Data to use =>
_ _ _
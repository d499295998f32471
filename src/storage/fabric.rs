//! Replication and persistence fabric.
//!
//! [`Storage`] is one node's view of a bucket: its item cache, its simulated
//! persisted copy, and handles to the other nodes' storage. Every store
//! operation goes through [`Storage::apply`], which mirrors the events the
//! operation produced:
//!
//! ```text
//!   active node                         replica node
//!   ┌───────────────┐  force_mutation   ┌───────────────┐
//!   │ VBucketStore  │ ────────────────► │ VBucketStore  │
//!   └──────┬────────┘                   └──────┬────────┘
//!          │ persist                           │ persist
//!          ▼                                   ▼
//!   ┌───────────────┐                   ┌───────────────┐
//!   │PersistedStore │                   │PersistedStore │
//!   └───────────────┘                   └───────────────┘
//! ```
//!
//! Replication is synchronous: when `apply` returns, every replica has the
//! mutation. Either leg can be switched off to manufacture dirty states.

use std::sync::atomic::{AtomicBool, Ordering};
use std::sync::{Arc, Weak};

use parking_lot::RwLock;

use crate::control::placement::VBucketMap;
use crate::core::config::BucketType;
use crate::core::error::ErrorCode;
use crate::core::time::Clock;
use crate::storage::item::{Item, KeySpec};
use crate::storage::persisted::PersistedStore;
use crate::storage::vbucket_store::{Applied, StoreEvent, VBucketCoordinates, VBucketStore};

/// Which role a node must hold for a vbucket to serve a request.
#[derive(Debug, Clone, Copy, PartialEq, Eq)]
pub enum Access {
    /// Active owner only.
    Owner,
    /// Active owner or any replica.
    OwnerOrReplica,
}

/// Storage handles of every node in a bucket, indexed by node.
#[derive(Debug, Default)]
pub struct PeerTable {
    peers: RwLock<Vec<Weak<Storage>>>,
}

impl PeerTable {
    pub fn new() -> Self {
        Self::default()
    }

    pub fn register(&self, storage: &Arc<Storage>) {
        let mut peers = self.peers.write();
        let idx = storage.node();
        if peers.len() <= idx {
            peers.resize_with(idx + 1, Weak::new);
        }
        peers[idx] = Arc::downgrade(storage);
    }

    pub fn get(&self, node: usize) -> Option<Arc<Storage>> {
        self.peers.read().get(node).and_then(Weak::upgrade)
    }
}

/// Observe state of one key on one node.
#[derive(Debug, Clone, Copy, PartialEq, Eq)]
#[repr(u8)]
pub enum KeyState {
    NotPersisted = 0x00,
    Persisted = 0x01,
    NotFound = 0x80,
    LogicallyDeleted = 0x81,
}

/// Answer to an observe-seqno request.
#[derive(Debug, Clone, Copy, PartialEq, Eq)]
pub enum SeqnoObservation {
    /// The client's uuid is current.
    Current {
        vbucket: u16,
        uuid: u64,
        persisted_seqno: u64,
        current_seqno: u64,
    },
    /// The client's uuid was superseded by a failover.
    Failover {
        vbucket: u16,
        uuid: u64,
        persisted_seqno: u64,
        current_seqno: u64,
        old_uuid: u64,
        old_seqno: u64,
    },
}

/// One node's storage for one bucket.
pub struct Storage {
    node: usize,
    bucket_type: BucketType,
    cache: VBucketStore,
    persisted: PersistedStore,
    persist_enabled: AtomicBool,
    replication_enabled: AtomicBool,
    map: Arc<VBucketMap>,
    peers: Arc<PeerTable>,
}

impl Storage {
    /// Create storage for `node` and register it with its peers.
    pub fn new(
        node: usize,
        bucket_type: BucketType,
        map: Arc<VBucketMap>,
        peers: Arc<PeerTable>,
        clock: Arc<dyn Clock>,
    ) -> Arc<Self> {
        let uuids = map.uuids();
        let storage = Arc::new(Self {
            node,
            bucket_type,
            cache: VBucketStore::new(&uuids, clock),
            persisted: PersistedStore::new(uuids.len()),
            persist_enabled: AtomicBool::new(true),
            replication_enabled: AtomicBool::new(true),
            map,
            peers: peers.clone(),
        });
        peers.register(&storage);
        storage
    }

    pub fn node(&self) -> usize {
        self.node
    }

    pub fn bucket_type(&self) -> BucketType {
        self.bucket_type
    }

    pub fn map(&self) -> &Arc<VBucketMap> {
        &self.map
    }

    pub fn clock(&self) -> &dyn Clock {
        self.cache.clock()
    }

    /// Raw cache handle without an ownership check.
    pub fn cache(&self) -> &VBucketStore {
        &self.cache
    }

    /// Cache handle after checking this node may serve `vbucket`.
    pub fn cache_for(&self, vbucket: u16, access: Access) -> Result<&VBucketStore, ErrorCode> {
        self.check_access(vbucket, access)?;
        Ok(&self.cache)
    }

    pub fn check_access(&self, vbucket: u16, access: Access) -> Result<(), ErrorCode> {
        if self.bucket_type == BucketType::Memcached {
            return Ok(());
        }
        let info = self.map.get(vbucket).ok_or(ErrorCode::NotMyVbucket)?;
        let allowed = match access {
            Access::Owner => info.is_owner(self.node),
            Access::OwnerOrReplica => info.has_access(self.node),
        };
        if allowed {
            Ok(())
        } else {
            Err(ErrorCode::NotMyVbucket)
        }
    }

    pub fn set_persist_enabled(&self, enabled: bool) {
        self.persist_enabled.store(enabled, Ordering::Release);
    }

    pub fn set_replication_enabled(&self, enabled: bool) {
        self.replication_enabled.store(enabled, Ordering::Release);
    }

    pub fn persist_enabled(&self) -> bool {
        self.persist_enabled.load(Ordering::Acquire)
    }

    pub fn replication_enabled(&self) -> bool {
        self.replication_enabled.load(Ordering::Acquire)
    }

    /// Propagate the events of a store operation and return its value.
    pub fn apply<T>(&self, applied: Applied<T>) -> T {
        for event in &applied.events {
            self.propagate(event);
        }
        applied.value
    }

    fn propagate(&self, event: &StoreEvent) {
        let persist = self.persist_enabled();
        let replicate = self.replication_enabled() && self.owns(event.key_spec().vbucket);
        match event {
            StoreEvent::Mutated { item, coords } => {
                if persist {
                    self.persisted.put(item.clone(), *coords);
                }
                if replicate {
                    for replica in self.replicas_of(item.key_spec.vbucket) {
                        let applied = replica.cache.force_mutation(item.clone(), *coords);
                        replica.apply(applied);
                    }
                }
            }
            StoreEvent::Deleted { key_spec, coords } => {
                if persist {
                    self.persisted.remove(key_spec, *coords);
                }
                if replicate {
                    for replica in self.replicas_of(key_spec.vbucket) {
                        let applied = replica.cache.force_delete(key_spec, *coords);
                        replica.apply(applied);
                        // replicas keep a tombstone on disk so observe reports
                        // the key as logically deleted
                        replica
                            .persisted
                            .put(Item::tombstone(key_spec.clone()), *coords);
                    }
                }
            }
        }
    }

    fn owns(&self, vbucket: u16) -> bool {
        self.bucket_type == BucketType::Couchbase
            && self.map.get(vbucket).is_some_and(|i| i.is_owner(self.node))
    }

    fn replicas_of(&self, vbucket: u16) -> Vec<Arc<Storage>> {
        self.map
            .get(vbucket)
            .map(|info| {
                info.replicas
                    .iter()
                    .filter(|r| **r != self.node)
                    .filter_map(|r| self.peers.get(*r))
                    .collect()
            })
            .unwrap_or_default()
    }

    /// Compare cache and disk for one key.
    pub fn observe(&self, ks: &KeySpec) -> Result<(KeyState, u64), ErrorCode> {
        self.check_access(ks.vbucket, Access::OwnerOrReplica)?;
        let cached = self.cache.peek(ks).filter(|i| !i.is_expired(self.cache.now()));
        let persisted = self.persisted.get(ks);
        let state = match (cached, persisted) {
            (None, None) => (KeyState::NotFound, 0),
            (None, Some(_)) => (KeyState::LogicallyDeleted, 0),
            (Some(c), Some(p)) if c.cas == p.cas => (KeyState::Persisted, c.cas),
            (Some(c), _) => (KeyState::NotPersisted, c.cas),
        };
        Ok(state)
    }

    /// Resolve a client's (vbucket, uuid) against this node's history.
    pub fn observe_seqno(&self, vbucket: u16, uuid: u64) -> Result<SeqnoObservation, ErrorCode> {
        if self.bucket_type == BucketType::Couchbase && self.map.get(vbucket).is_none() {
            return Err(ErrorCode::NotMyVbucket);
        }
        let requested = self
            .cache
            .find_coords(vbucket, uuid)
            .ok_or(ErrorCode::Einternal)?;
        let current = self.cache.current_coords(vbucket);
        let persisted_seqno = self.persisted.coords(vbucket).seqno;
        if requested.uuid != current.uuid {
            Ok(SeqnoObservation::Failover {
                vbucket,
                uuid: current.uuid,
                persisted_seqno,
                current_seqno: current.seqno,
                old_uuid: requested.uuid,
                old_seqno: requested.seqno,
            })
        } else {
            Ok(SeqnoObservation::Current {
                vbucket,
                uuid: requested.uuid,
                persisted_seqno,
                current_seqno: requested.seqno,
            })
        }
    }

    /// Adopt new vbucket uuids after a topology change.
    pub fn update_coords(&self, uuids: &[u64]) {
        self.cache.update_coords(uuids);
        for vb in 0..uuids.len() {
            let coords = self.cache.current_coords(vb as u16);
            self.persisted.update_coords(vb as u16, coords);
        }
    }

    pub fn persisted_coords(&self, vbucket: u16) -> VBucketCoordinates {
        self.persisted.coords(vbucket)
    }

    pub fn get_cached(&self, ks: &KeySpec) -> Option<Item> {
        self.cache.peek(ks)
    }

    pub fn get_persisted(&self, ks: &KeySpec) -> Option<Item> {
        self.persisted.get(ks)
    }

    /// Write directly into the cache without bumping CAS or coordinates.
    pub fn put_cached(&self, item: Item) {
        self.cache.put_raw(item);
    }

    /// Write directly to disk without touching the cache.
    pub fn put_persisted(&self, item: Item) {
        self.persisted.put(item, VBucketCoordinates::default());
    }

    pub fn remove_cached(&self, ks: &KeySpec) {
        self.cache.remove_raw(ks);
    }

    pub fn remove_persisted(&self, ks: &KeySpec) {
        self.persisted.remove(ks, VBucketCoordinates::default());
    }

    /// Live items in vbuckets this node is active for.
    pub fn owned_items(&self) -> Vec<Item> {
        self.cache
            .live_items()
            .into_iter()
            .filter(|i| self.bucket_type == BucketType::Memcached || self.owns(i.key_spec.vbucket))
            .collect()
    }

    pub fn flush(&self) {
        self.cache.flush();
        self.persisted.clear();
    }
}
_ _ _
Action item =>
Up to and including the line with "pub fn get(&self, node: usize)", write out the records above exactly, starting from their first line.

Solution to this exercise =>
repository d499295998f32471
filename src/storage/fabric.rs
//! Replication and persistence fabric.
//!
//! [`Storage`] is one node's view of a bucket: its item cache, its simulated
//! persisted copy, and handles to the other nodes' storage. Every store
//! operation goes through [`Storage::apply`], which mirrors the events the
//! operation produced:
//!
//! ```text
//!   active node                         replica node
//!   ┌───────────────┐  force_mutation   ┌───────────────┐
//!   │ VBucketStore  │ ────────────────► │ VBucketStore  │
//!   └──────┬────────┘                   └──────┬────────┘
//!          │ persist                           │ persist
//!          ▼                                   ▼
//!   ┌───────────────┐                   ┌───────────────┐
//!   │PersistedStore │                   │PersistedStore │
//!   └───────────────┘                   └───────────────┘
//! ```
//!
//! Replication is synchronous: when `apply` returns, every replica has the
//! mutation. Either leg can be switched off to manufacture dirty states.

use std::sync::atomic::{AtomicBool, Ordering};
use std::sync::{Arc, Weak};

use parking_lot::RwLock;

use crate::control::placement::VBucketMap;
use crate::core::config::BucketType;
use crate::core::error::ErrorCode;
use crate::core::time::Clock;
use crate::storage::item::{Item, KeySpec};
use crate::storage::persisted::PersistedStore;
use crate::storage::vbucket_store::{Applied, StoreEvent, VBucketCoordinates, VBucketStore};

/// Which role a node must hold for a vbucket to serve a request.
#[derive(Debug, Clone, Copy, PartialEq, Eq)]
pub enum Access {
    /// Active owner only.
    Owner,
    /// Active owner or any replica.
    OwnerOrReplica,
}

/// Storage handles of every node in a bucket, indexed by node.
#[derive(Debug, Default)]
pub struct PeerTable {
    peers: RwLock<Vec<Weak<Storage>>>,
}

impl PeerTable {
    pub fn new() -> Self {
        Self::default()
    }

    pub fn register(&self, storage: &Arc<Storage>) {
        let mut peers = self.peers.write();
        let idx = storage.node();
        if peers.len() <= idx {
            peers.resize_with(idx + 1, Weak::new);
        }
        peers[idx] = Arc::downgrade(storage);
    }

    pub fn get(&self, node: usize) -> Option<Arc<Storage>> {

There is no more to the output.